Langkah Pandji Pragiwaksono menghadapi rentetan laporan hukum terkait pertunjukan Mens Rea tampaknya sudah dipersiapkan dengan matang. Sebelum menghadiri panggilan polisi di Polda Metro Jaya, Pandji Pragiwaksono sudah lebih dulu melakukan tabayun ke Majelis Ulama Indonesia (MUI).
Langkah ini dinilai sebagai upaya untuk menunjukkan itikad baik dan mendengarkan perspektif ulama terkait materi komedinya yang dianggap sensitif. Kuasa hukum Pandji Pragiwaksono, Haris Azhar, memastikan poin-poin hasil diskusi dengan MUI akan menjadi modal penting dalam proses klarifikasi di hadapan penyidik.
"Kalau ditanya kita sampaikan.
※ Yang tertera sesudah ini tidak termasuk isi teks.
use crate::error::{Result, SchemaError};
use crate::field::FieldBase;
use crate::kind::FieldKind;
use crate::model::Record;
use crate::schema::Schema;
use crate::value::Value;

/// An attribute that is itself a record governed by another schema.
#[derive(Debug, Clone, PartialEq)]
pub struct SchemaField {
    pub(crate) base: FieldBase,
    schema: Schema,
}

field_common!(SchemaField);

impl SchemaField {
    pub fn new(name: impl Into<String>, schema: Schema) -> Result<Self> {
        Ok(Self {
            base: FieldBase::new(FieldKind::Schema, name)?,
            schema,
        })
    }

    /// The nested schema.
    #[must_use]
    pub fn schema(&self) -> &Schema {
        &self.schema
    }

    /// Every nested field must accept its attribute; missing attributes are
    /// checked as null and extra ones are ignored.
    ///
    /// Fails only when the nested schema is not registered.
    pub fn validate(&self, value: &Value) -> Result<bool> {
        match value {
            Value::Null => return Ok(self.base.nullable),
            Value::Map(_) | Value::Record(_) => {}
            _ => return Ok(false),
        }
        let fields = self.schema.fields()?;
        for (name, field) in fields.iter() {
            let item = value.attribute(name).unwrap_or(&Value::Null);
            if !field.validate(item)? {
                return Ok(false);
            }
        }
        Ok(true)
    }

    /// Records pass through; mappings are copied key by key into a new
    /// instance of the nested model without validation.
    pub fn dump(&self, value: &Value) -> Result<Value> {
        match value {
            Value::Record(record) => Ok(Value::Record(record.clone())),
            Value::Map(map) => {
                let model = self.schema.model()?;
                let mut record = Record::new(&model);
                for (key, item) in map {
                    record.set(key.clone(), item.clone());
                }
                Ok(Value::Record(record))
            }
            _ => Err(SchemaError::InvalidValue),
        }
    }
}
Kalau gak ditanya, kita sampaikan juga. Cerita-cerita saja, ngobrol saja," kata Haris Azhar saat ditemui di Polda Metro Jaya, Jumat (6/2/2026).
SCROLL TO CONTINUE WITH CONTENT
Baginya, keterbukaan adalah kunci dalam menghadapi kasus ini, apalagi ia merasa sudah mendapatkan banyak masukan berharga dari para kiai saat berkunjung ke kantor MUI.
"Pandji juga mau klarifikasi 5 itu siapa saja, apa saja yang dilaporkan. Termasuk itu poin yang polisi mau klarifikasi ke Pandji," tutur Haris Azhar.
Meskipun dibayangi oleh laporan dugaan penistaan agama, komika berusia 46 tahun itu tampak ingin melewati proses ini tanpa rasa tegang yang berlebihan.
"Yang disampaikan akan lebih seru dan menyenangkan setelah ngelewatin prosesnya. Nanti ketemu lagi sore," ucap Pandji Pragiwaksono sambil masuk ke gedung Ditreskrimum Polda Metro Jaya.
Persoalan hukum ini bermula dari peluncuran pertunjukan tunggal Pandji Pragiwaksono bertajuk Mens Rea yang tayang di platform Netflix pada akhir 2025.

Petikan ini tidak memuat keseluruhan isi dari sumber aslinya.